O bom combate

Por: Míriam Leitão e Alvaro Gribel

Ao longo do belo voto do ministro Ricardo Lewandowsky, ontem, a favor das cotas raciais nas universidades brasileiras, foram sendo desmontados, um a um, os argumentos que nos últimos dez anos tanto espaço tiveram na imprensa brasileira. O ministro mostrou que o princípio da igualdade evoluiu do simplesmente declaratório para a fase em que se trabalha para a construção de um país menos desigual.

Joaquim Nabuco, um dos fundadores da pátria brasileira – já citado aqui nesta mesma coluna, neste mesmo tema – disse em frase insuperável: “Não basta acabar com a escravidão, é preciso destruir sua obra.” No voto do ministro Lewandowski o que se vislumbra é a possibilidade de dar mais um passo na destruição do resquício desse passado que temos carregado como bola de ferro atada aos pés da Nação.
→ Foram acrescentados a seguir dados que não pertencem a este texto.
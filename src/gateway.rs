//! Gateway orchestrator — wires the snapshot store, routers, plugin
//! host, upstream selector, and listeners into a single manageable unit.

use crate::config::{ConfigSource, GatewayConfig};
use crate::error::Result;
use crate::metrics::GatewayMetrics;
use crate::plugin::PluginRegistry;
use crate::proxy::stream::StreamProxy;
use crate::proxy::ProxyEngine;
use crate::store::watch::{self, WatchSource, YamlSource};
use crate::store::ConfigStore;
use crate::upstream::{ActiveProber, SystemResolver, UpstreamSelector};
use crate::{GatewayState, HealthStatus};
use hyper::server::conn::http1;
use hyper::service::service_fn;
use hyper_util::rt::TokioIo;
use std::net::SocketAddr;
use std::sync::atomic::{AtomicBool, Ordering};
use std::sync::{Arc, RwLock};
use std::time::{Duration, Instant};
use tokio::net::TcpListener;

/// The main gateway — coordinates all components
pub struct Gateway {
    config: Arc<RwLock<GatewayConfig>>,
    store: Arc<ConfigStore>,
    selector: Arc<UpstreamSelector>,
    engine: Arc<ProxyEngine>,
    stream_proxy: Arc<StreamProxy>,
    metrics: Arc<GatewayMetrics>,
    state: Arc<RwLock<GatewayState>>,
    start_time: Instant,
    shutdown: Arc<AtomicBool>,
    handles: RwLock<Vec<tokio::task::JoinHandle<()>>>,
}

impl Gateway {
    /// Create a gateway from static configuration
    pub fn new(config: GatewayConfig) -> Result<Self> {
        config.validate()?;

        let store = Arc::new(ConfigStore::new());
        let metrics = Arc::new(GatewayMetrics::new());
        let registry = Arc::new(PluginRegistry::with_builtins());
        let selector = Arc::new(UpstreamSelector::new(
            store.clone(),
            Arc::new(SystemResolver),
            Duration::from_secs(config.dns_resolver_valid),
        ));

        let engine = ProxyEngine::new(
            store.clone(),
            selector.clone(),
            registry.clone(),
            metrics.clone(),
            config.server_header(),
            config.delete_uri_tail_slash,
        );
        let stream_proxy = StreamProxy::new(store.clone(), selector.clone(), registry);

        Ok(Self {
            config: Arc::new(RwLock::new(config)),
            store,
            selector,
            engine,
            stream_proxy,
            metrics,
            state: Arc::new(RwLock::new(GatewayState::Created)),
            start_time: Instant::now(),
            shutdown: Arc::new(AtomicBool::new(false)),
            handles: RwLock::new(Vec::new()),
        })
    }

    /// Start the gateway: watch source, health prober, and listeners
    pub async fn start(&self) -> Result<()> {
        self.set_state(GatewayState::Starting);
        let config = self.config.read().unwrap().clone();

        let mut handles = Vec::new();

        // Dynamic-config pump
        let source: Arc<dyn WatchSource> = match &config.config_source {
            ConfigSource::Yaml { path } => Arc::new(YamlSource::new(path)),
        };
        tracing::info!(source = ?config.config_source, "Watching dynamic configuration");
        handles.push(tokio::spawn(watch::pump(source, self.store.clone())));

        // Active health probing
        let prober = Arc::new(ActiveProber::new(
            self.store.clone(),
            self.selector.health.clone(),
        ));
        handles.push(tokio::spawn(prober.run()));

        // HTTP listener
        let addr: SocketAddr = config.listen.parse().expect("validated listen address");
        let listener = TcpListener::bind(addr).await?;
        tracing::info!(address = %addr, "HTTP listener bound");
        handles.push(tokio::spawn(serve_http(listener, self.engine.clone())));

        // HTTPS listener with snapshot-driven certificates
        if let Some(tls_addr) = &config.tls_listen {
            let addr: SocketAddr = tls_addr.parse().expect("validated tls_listen address");
            let listener = TcpListener::bind(addr).await?;
            let acceptor = crate::tls::build_dynamic_acceptor(self.store.clone());
            tracing::info!(address = %addr, "HTTPS listener bound");
            handles.push(tokio::spawn(serve_https(
                listener,
                acceptor,
                self.engine.clone(),
            )));
        }

        // Stream (L4) listeners
        for port in &config.stream_listen {
            let proxy = self.stream_proxy.clone();
            let port = *port;
            handles.push(tokio::spawn(async move {
                if let Err(e) = proxy.serve(port).await {
                    tracing::error!(port, error = %e, "Stream listener failed");
                }
            }));
        }

        *self.handles.write().unwrap() = handles;
        self.set_state(GatewayState::Running);
        tracing::info!("Gateway is running");
        Ok(())
    }

    /// Reload static configuration without dropping the process.
    /// Listeners are rebound; dynamic state derivations are invalidated
    /// and recompiled from the current snapshots.
    pub async fn reload(&self, new_config: GatewayConfig) -> Result<()> {
        new_config.validate()?;
        self.set_state(GatewayState::Reloading);
        tracing::info!("Reloading gateway configuration");

        {
            let mut handles = self.handles.write().unwrap();
            for handle in handles.drain(..) {
                handle.abort();
            }
        }

        self.selector.invalidate_derivations();
        self.engine.rebuild_router();
        self.stream_proxy.rebuild_router();

        *self.config.write().unwrap() = new_config;
        self.start().await
    }

    /// Initiate graceful shutdown
    pub async fn shutdown(&self) {
        if self.shutdown.swap(true, Ordering::SeqCst) {
            return;
        }

        self.set_state(GatewayState::Stopping);
        tracing::info!("Gateway shutting down");

        let mut handles = self.handles.write().unwrap();
        for handle in handles.drain(..) {
            handle.abort();
        }

        self.set_state(GatewayState::Stopped);
        tracing::info!("Gateway stopped");
    }

    pub fn state(&self) -> GatewayState {
        self.state.read().unwrap().clone()
    }

    /// Health snapshot surfaced to operators
    pub fn health(&self) -> HealthStatus {
        let snapshot = self.metrics.snapshot();
        HealthStatus {
            state: self.state(),
            uptime_secs: self.start_time.elapsed().as_secs(),
            config_store_healthy: self.store.healthy(),
            active_connections: snapshot.active_connections.max(0) as usize,
            total_requests: snapshot.total_requests,
        }
    }

    pub fn metrics(&self) -> &Arc<GatewayMetrics> {
        &self.metrics
    }

    pub fn store(&self) -> &Arc<ConfigStore> {
        &self.store
    }

    pub fn config(&self) -> GatewayConfig {
        self.config.read().unwrap().clone()
    }

    pub fn is_running(&self) -> bool {
        self.state() == GatewayState::Running
    }

    pub fn is_shutdown(&self) -> bool {
        self.shutdown.load(Ordering::Relaxed)
    }

    fn set_state(&self, new_state: GatewayState) {
        let mut state = self.state.write().unwrap();
        tracing::debug!(from = %*state, to = %new_state, "State transition");
        *state = new_state;
    }
}

/// Accept loop for plain HTTP connections
async fn serve_http(listener: TcpListener, engine: Arc<ProxyEngine>) {
    loop {
        let (stream, remote) = match listener.accept().await {
            Ok(accepted) => accepted,
            Err(e) => {
                tracing::warn!(error = %e, "Accept failed");
                continue;
            }
        };

        let engine = engine.clone();
        tokio::spawn(async move {
            let io = TokioIo::new(stream);
            let service = service_fn(move |req| {
                let engine = engine.clone();
                async move { Ok::<_, hyper::Error>(engine.handle(req, remote).await) }
            });
            if let Err(e) = http1::Builder::new()
                .serve_connection(io, service)
                .with_upgrades()
                .await
            {
                tracing::debug!(error = %e, "Connection closed with error");
            }
        });
    }
}

/// Accept loop for TLS connections; certificate selection happens per
/// handshake against the live ssl snapshot
async fn serve_https(
    listener: TcpListener,
    acceptor: tokio_rustls::TlsAcceptor,
    engine: Arc<ProxyEngine>,
) {
    loop {
        let (stream, remote) = match listener.accept().await {
            Ok(accepted) => accepted,
            Err(e) => {
                tracing::warn!(error = %e, "TLS accept failed");
                continue;
            }
        };

        let acceptor = acceptor.clone();
        let engine = engine.clone();
        tokio::spawn(async move {
            let tls_stream = match acceptor.accept(stream).await {
                Ok(tls) => tls,
                Err(e) => {
                    tracing::debug!(error = %e, "TLS handshake failed");
                    return;
                }
            };

            let io = TokioIo::new(tls_stream);
            let service = service_fn(move |req| {
                let engine = engine.clone();
                async move { Ok::<_, hyper::Error>(engine.handle(req, remote).await) }
            });
            if let Err(e) = http1::Builder::new()
                .serve_connection(io, service)
                .with_upgrades()
                .await
            {
                tracing::debug!(error = %e, "TLS connection closed with error");
            }
        });
    }
}

#[cfg(test)]
mod tests {
    use super::*;

    fn minimal_config() -> GatewayConfig {
        GatewayConfig {
            listen: "127.0.0.1:0".to_string(),
            ..Default::default()
        }
    }

    #[test]
    fn test_gateway_new() {
        let gw = Gateway::new(minimal_config()).unwrap();
        assert_eq!(gw.state(), GatewayState::Created);
        assert!(!gw.is_running());
        assert!(!gw.is_shutdown());
    }

    #[test]
    fn test_gateway_new_invalid_config() {
        let config = GatewayConfig {
            listen: "bogus".to_string(),
            ..Default::default()
        };
        assert!(Gateway::new(config).is_err());
    }

    #[test]
    fn test_gateway_health_initial() {
        let gw = Gateway::new(minimal_config()).unwrap();
        let health = gw.health();
        assert_eq!(health.state, GatewayState::Created);
        assert_eq!(health.total_requests, 0);
        assert!(health.config_store_healthy);
    }

    #[tokio::test]
    async fn test_gateway_shutdown_idempotent() {
        let gw = Gateway::new(minimal_config()).unwrap();
        gw.shutdown().await;
        gw.shutdown().await;
        assert_eq!(gw.state(), GatewayState::Stopped);
        assert!(gw.is_shutdown());
    }

    #[test]
    fn test_gateway_config_accessor() {
        let gw = Gateway::new(minimal_config()).unwrap();
        assert_eq!(gw.config().listen, "127.0.0.1:0");
    }
}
O julgamento foi suspenso ao fim da apresentação do voto do relator e só hoje será retomado. É aguardar o amanhã. Foi um longo caminho até aqui. Foram mais de dez anos de intensos debates e inúmeras experiências de ação afirmativa pelo país. Os argumentos se enfrentaram intensamente. Nem sempre com a honestidade intelectual exigida por questão desse porte. Houve manifestos contra e a favor.

Ontem, o voto do relator foi pela constitucionalidade da política de cotas e do critério racial. Alguns apartes e o elogio do presidente do tribunal, ministro Ayres Brito, definindo o voto como corajoso, vigoroso e consistente, mostram que há chances de que as ações afirmativas tenham a maioria dos votos.

Atualmente, segundo o Grupo de Estudos Multidisciplinares da Ação Afirmativa, do Instituto de Estudos Sociais e Políticos da Uerj, são setenta as universidades federais e estaduais nas quais as políticas de ação afirmativa favorecendo negros, índios e pobres foram implementadas, com diferentes métodos. A prática demoliu os temores levantados pelos críticos das cotas: que haveria conflito nas universidades, que haveria queda da qualidade, que os cotistas não teriam bom desempenho, que se quebraria o princípio do mérito.

A realidade provou o contrário. Não houve conflito, a qualidade não caiu, os cotistas tiveram desempenho semelhante aos não cotistas, o princípio do mérito não deixou de existir.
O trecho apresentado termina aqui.